Ti raccontavo della mia situazione negli episodi precedenti: praticamente quasi ogni notte è un incubo per me, immagino anche per te se soffri delle mie stesse patologie, perché, nonostante io sia stanchissimo, spesso non riesco a chiudere occhio prima dell'una del mattino. Questa cosa è inspiegabile, ma è così. Dovendo andare al lavoro e con tutta la trafila che devo fare per svegliarmi, che ti raccontavo nell'episodio 2 del podcast, diventa impossibile svegliarsi più tardi delle 6 per essere al lavoro alle 8:00/8:15 e considera che vivo a 20 minuti di bici dall'ufficio. Ormai sono così sregolato che non ci sono bioritmi che tengano: nei fine settimana mi sveglio comunque prestissimo e, anche quando faccio qualcosa di particolarmente stancante, non c'è nulla da fare, fino all'una non se ne parla.

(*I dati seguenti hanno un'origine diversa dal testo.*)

use std::time::Duration;

use crate::utils::IsTransient;

// ============================================================================
// Store Errors
// ============================================================================
//
// Raw sqlx errors are folded into a small taxonomy the pipeline can reason
// about: duplicates and schema rejections are permanent, connectivity loss
// and deadline expiry are transient.
//
// ============================================================================

#[derive(Debug, thiserror::Error)]
pub enum StoreError {
    #[error("order not found: {0}")]
    NotFound(String),

    #[error("order already exists: {0}")]
    Duplicate(String),

    #[error("order rejected by schema: {0}")]
    Rejected(String),

    #[error("store unavailable: {0}")]
    Unavailable(String),

    #[error("store call exceeded deadline of {0:?}")]
    Timeout(Duration),

    #[error("database error: {0}")]
    Database(sqlx::Error),
}

/// SQLSTATE for unique_violation
const UNIQUE_VIOLATION: &str = "23505";

impl From<sqlx::Error> for StoreError {
    fn from(err: sqlx::Error) -> Self {
        match err {
            sqlx::Error::Database(db_err) => {
                let code = db_err.code().map(|c| c.into_owned()).unwrap_or_default();
                let message = db_err.message().to_string();

                if code == UNIQUE_VIOLATION {
                    StoreError::Duplicate(message)
                } else if code.starts_with("22") || code.starts_with("23") {
                    // data exception / integrity constraint violation
                    StoreError::Rejected(message)
                } else {
                    StoreError::Database(sqlx::Error::Database(db_err))
                }
            }
            sqlx::Error::Io(e) => StoreError::Unavailable(e.to_string()),
            sqlx::Error::Tls(e) => StoreError::Unavailable(e.to_string()),
            sqlx::Error::PoolTimedOut => {
                StoreError::Unavailable("timed out acquiring a connection".to_string())
            }
            sqlx::Error::PoolClosed => {
                StoreError::Unavailable("connection pool is closed".to_string())
            }
            sqlx::Error::WorkerCrashed => {
                StoreError::Unavailable("connection worker crashed".to_string())
            }
            other => StoreError::Database(other),
        }
    }
}

impl StoreError {
    pub fn is_not_found(&self) -> bool {
        matches!(self, StoreError::NotFound(_))
    }
}

impl IsTransient for StoreError {
    fn is_transient(&self) -> bool {
        matches!(self, StoreError::Unavailable(_) | StoreError::Timeout(_))
    }
}

#[cfg(test)]
mod tests {
    use super::*;

    #[test]
    fn test_io_error_is_unavailable_and_transient() {
        let io = std::io::Error::new(std::io::ErrorKind::ConnectionRefused, "refused");
        let err = StoreError::from(sqlx::Error::Io(io));

        assert!(matches!(err, StoreError::Unavailable(_)));
        assert!(err.is_transient());
    }

    #[test]
    fn test_pool_timeout_is_transient() {
        let err = StoreError::from(sqlx::Error::PoolTimedOut);
        assert!(err.is_transient());
        assert!(err.to_string().contains("store unavailable"));
    }

    #[test]
    fn test_row_not_found_is_permanent_database_error() {
        let err = StoreError::from(sqlx::Error::RowNotFound);
        assert!(matches!(err, StoreError::Database(_)));
        assert!(!err.is_transient());
    }

    #[test]
    fn test_duplicate_and_timeout_classification() {
        assert!(!StoreError::Duplicate("X1".to_string()).is_transient());
        assert!(!StoreError::Rejected("bad".to_string()).is_transient());
        assert!(StoreError::Timeout(Duration::from_millis(5)).is_transient());
        assert!(StoreError::NotFound("X1".to_string()).is_not_found());
    }
}
// ============================================================================
// Messaging - Redpanda (Kafka protocol) transport
// ============================================================================

mod consumer;
mod redpanda;

pub use consumer::OrderConsumer;
pub use redpanda::OrderPublisher;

Come ti dicevo, se hai ascoltato il secondo episodio del podcast, ricorderai che il mio problema, come quello degli altri malati invisibili, non è tanto ansiogeno, ma è causato da mille fattori: dolore, prurito, bassissima soglia di tolleranza al rumore e così via. E quindi qui mi rivolgo in particolare agli amici e conoscenti che, in totale buona fede, mi dicono se ho già provato con la melatonina o con qualche ansiolitico. Sì, abbiamo già provato con la melatonina e anche con gli ansiolitici, ma dormire bene resta un sogno per noi, che a volte si avvera, almeno per me, e ti racconterò come, ma non è così frequente. Il fatto è che i nostri non sono problemi di ansia, o almeno non solo quelli, la situazione è molto più complessa di così.

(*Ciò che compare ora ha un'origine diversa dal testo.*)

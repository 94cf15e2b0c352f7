use std::collections::HashMap;
use std::sync::Arc;

use parking_lot::RwLock;

use crate::domain::order::Order;

// ============================================================================
// Order Cache
// ============================================================================
//
// Read-optimized map from order_uid to the committed aggregate. Shared by the
// ingestion pipeline (writer) and the HTTP read path (reader).
//
// Concurrency:
// - one RwLock per cache instance
// - get / get_all / size take the shared lock
// - set / restore take the exclusive lock
// - no lock is ever held across an .await
//
// Restore is authoritative: a set that lands before the swap is discarded,
// one that lands after survives.
//
// ============================================================================

#[derive(Default)]
pub struct OrderCache {
    orders: RwLock<HashMap<String, Arc<Order>>>,
}

impl OrderCache {
    pub fn new() -> Self {
        Self::default()
    }

    /// Insert or overwrite by order_uid, no version check
    pub fn set(&self, order: Order) {
        let order_uid = order.order_uid.clone();
        self.orders.write().insert(order_uid, Arc::new(order));
    }

    pub fn get(&self, order_uid: &str) -> Option<Arc<Order>> {
        self.orders.read().get(order_uid).cloned()
    }

    /// Point-in-time snapshot, in no particular order
    pub fn get_all(&self) -> Vec<Arc<Order>> {
        self.orders.read().values().cloned().collect()
    }

    /// Replace the whole contents with `orders`.
    ///
    /// The new map is built before the write lock is taken, so readers are
    /// only blocked for the swap itself.
    pub fn restore(&self, orders: Vec<Order>) {
        let replacement: HashMap<String, Arc<Order>> = orders
            .into_iter()
            .map(|order| (order.order_uid.clone(), Arc::new(order)))
            .collect();

        let previous = std::mem::replace(&mut *self.orders.write(), replacement);
        // old map is freed after the guard is released
        drop(previous);
    }

    pub fn size(&self) -> usize {
        self.orders.read().len()
    }
}

/// Read interface exposed to the HTTP surface
pub trait OrderLookup: Send + Sync {
    fn lookup(&self, order_uid: &str) -> Option<Arc<Order>>;

    fn snapshot_size(&self) -> usize;
}

impl OrderLookup for OrderCache {
    fn lookup(&self, order_uid: &str) -> Option<Arc<Order>> {
        self.get(order_uid)
    }

    fn snapshot_size(&self) -> usize {
        self.size()
    }
}

// ============================================================================
// Unit Tests
// ============================================================================
use chrono::{Duration, Utc};
use tracing_subscriber::{fmt, prelude::*, EnvFilter};

use order_ingest::config::Config;
use order_ingest::domain::order::{encode, Delivery, Item, Order, Payment};
use order_ingest::messaging::OrderPublisher;

// Sends a handful of sample orders to the orders topic, one every
// PUBLISH_INTERVAL_MS, so the service has something to ingest.

#[tokio::main]
async fn main() -> anyhow::Result<()> {
    tracing_subscriber::registry()
        .with(fmt::layer().with_target(false))
        .with(EnvFilter::try_from_default_env().unwrap_or_else(|_| EnvFilter::new("info")))
        .init();

    let config = Config::from_env()?;
    tracing::info!(brokers = %config.kafka_brokers, topic = %config.kafka_topic, "Starting publisher");

    let publisher = OrderPublisher::new(&config.kafka_brokers)?;
    let orders = sample_orders();
    let total = orders.len();

    for (i, order) in orders.iter().enumerate() {
        let payload = encode(order)?;

        if let Err(e) = publisher.publish(&config.kafka_topic, &order.order_uid, &payload).await {
            tracing::error!(order_uid = %order.order_uid, error = %e, "Failed to publish order");
            continue;
        }
        tracing::info!("[{}/{}] Order {} published", i + 1, total, order.order_uid);

        if i + 1 < total {
            tokio::time::sleep(config.publish_interval).await;
        }
    }

    tracing::info!("All orders published");
    Ok(())
}

fn sample_orders() -> Vec<Order> {
    let now = Utc::now();
    let suffix = uuid::Uuid::new_v4().simple().to_string();

    vec![
        Order {
            order_uid: format!("b563feb7b2b84b6{}", &suffix[..8]),
            track_number: "WBILMTESTTRACK".to_string(),
            entry: "WBIL".to_string(),
            delivery: Delivery {
                name: "Test Testov".to_string(),
                phone: "+9720000000".to_string(),
                zip: "2639809".to_string(),
                city: "Kiryat Mozkin".to_string(),
                address: "Ploshad Mira 15".to_string(),
                region: "Kraiot".to_string(),
                email: "test@gmail.com".to_string(),
            },
            payment: Payment {
                transaction: "b563feb7b2b84b6test".to_string(),
                currency: "USD".to_string(),
                provider: "wbpay".to_string(),
                amount: 1817,
                payment_dt: 1637907727,
                bank: "alpha".to_string(),
                delivery_cost: 1500,
                goods_total: 317,
                ..Default::default()
            },
            items: vec![Item {
                chrt_id: 9934930,
                track_number: "WBILMTESTTRACK".to_string(),
                price: 453,
                rid: "ab4219087a764ae0btest".to_string(),
                name: "Mascaras".to_string(),
                sale: 30,
                size: "0".to_string(),
                total_price: 317,
                nm_id: 2389212,
                brand: "Vivienne Sabo".to_string(),
                status: 202,
            }],
            locale: "en".to_string(),
            customer_id: "test".to_string(),
            delivery_service: "meest".to_string(),
            shardkey: "9".to_string(),
            sm_id: 99,
            date_created: now,
            oof_shard: "1".to_string(),
            ..Default::default()
        },
        Order {
            order_uid: format!("a462fec8c3c95c7{}", &suffix[8..16]),
            track_number: "RUEXPDEMO123".to_string(),
            entry: "RUEXP".to_string(),
            delivery: Delivery {
                name: "Ivan Ivanov".to_string(),
                phone: "+79161234567".to_string(),
                zip: "101000".to_string(),
                city: "Moscow".to_string(),
                address: "Tverskaya st. 10".to_string(),
                region: "Moscow".to_string(),
                email: "ivanov@mail.ru".to_string(),
            },
            payment: Payment {
                transaction: "a462fec8c3c95c7demo".to_string(),
                request_id: "req_12345".to_string(),
                currency: "RUB".to_string(),
                provider: "sberpay".to_string(),
                amount: 5420,
                payment_dt: 1637911127,
                bank: "sber".to_string(),
                delivery_cost: 500,
                goods_total: 4920,
                custom_fee: 0,
            },
            items: vec![
                Item {
                    chrt_id: 8847531,
                    track_number: "RUEXPDEMO123".to_string(),
                    price: 2460,
                    rid: "cd5320198b875bf1demo".to_string(),
                    name: "Smartphone Case".to_string(),
                    sale: 10,
                    size: "M".to_string(),
                    total_price: 2214,
                    nm_id: 5421897,
                    brand: "CaseMaster".to_string(),
                    status: 202,
                },
                Item {
                    chrt_id: 8847532,
                    track_number: "RUEXPDEMO123".to_string(),
                    price: 1500,
                    rid: "ef6431209c986cg2demo".to_string(),
                    name: "Screen Protector".to_string(),
                    sale: 20,
                    size: "Universal".to_string(),
                    total_price: 1200,
                    nm_id: 5421898,
                    brand: "GlassPro".to_string(),
                    status: 202,
                },
            ],
            locale: "ru".to_string(),
            internal_signature: "demo_signature".to_string(),
            customer_id: "demo_user".to_string(),
            delivery_service: "russian-post".to_string(),
            shardkey: "5".to_string(),
            sm_id: 42,
            date_created: now - Duration::hours(1),
            oof_shard: "2".to_string(),
        },
        Order {
            order_uid: format!("c573ffd9d4da6d8{}", &suffix[16..24]),
            track_number: "USPS SAMPLE456".to_string(),
            entry: "USPS".to_string(),
            delivery: Delivery {
                name: "John Smith".to_string(),
                phone: "+12025550123".to_string(),
                zip: "10001".to_string(),
                city: "New York".to_string(),
                address: "5th Avenue 123".to_string(),
                region: "NY".to_string(),
                email: "john.smith@example.com".to_string(),
            },
            payment: Payment {
                transaction: "c573ffd9d4da6d8sample".to_string(),
                request_id: "req_67890".to_string(),
                currency: "USD".to_string(),
                provider: "stripe".to_string(),
                amount: 8999,
                payment_dt: 1637914527,
                bank: "chase".to_string(),
                delivery_cost: 0,
                goods_total: 8999,
                custom_fee: 0,
            },
            items: vec![Item {
                chrt_id: 7756420,
                track_number: "USPS SAMPLE456".to_string(),
                price: 8999,
                rid: "hi8653421eb1a8ei4sample".to_string(),
                name: "Wireless Headphones".to_string(),
                sale: 0,
                size: "One Size".to_string(),
                total_price: 8999,
                nm_id: 6654321,
                brand: "AudioPro".to_string(),
                status: 202,
            }],
            locale: "en".to_string(),
            customer_id: "john_sample".to_string(),
            delivery_service: "usps".to_string(),
            shardkey: "3".to_string(),
            sm_id: 77,
            date_created: now - Duration::hours(2),
            oof_shard: "1".to_string(),
            ..Default::default()
        },
    ]
}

Ricordo, però, momenti della vita in cui non era così, anzi era molto più facile dormire. Ci sono stati momenti in cui per me dormire era ancora una cosa bella, piacevole, naturale. Quando mi avvicinavo ai 30 anni, ad esempio; erano gli anni tra il 2004 e il 2007 più o meno, dopo varie peripezie acrobatiche per distribuire il mio curriculum vitae in tutto l'emisfero nord del pianeta, finalmente avevo trovato un buon impiego, ma c'era un problema: era a Bologna e dalle colline di Parma, dove vivevo in quegli anni, fino al centro del capoluogo emiliano, beh, c'era tanta strada. Mangiare bisogna pur mangiare e, alla fine, senza un diploma [universitario] era difficile pretendere di meglio. Accettai dunque il lavoro e iniziai a fare il pendolare: in un'ora arrivavo alla stazione di Reggio Emilia, dove prendevo il treno e poi un'altra ora fino a Bologna in treno e poi un'altra mezz'ora a piedi fino all'ufficio, vicinissimo alle Due Torri, in centro. Una lunghissima tirata sia all'andata che al ritorno, che mi stancava moltissimo, di notte, però, dormivo beatamente. In quegli anni ne approfittavo, anzi, per dormire anche in treno, sia all'andata che al ritorno, mettendo una sveglia sul mio cellulare nuovo di zecca per evitare di rimanerci sopra.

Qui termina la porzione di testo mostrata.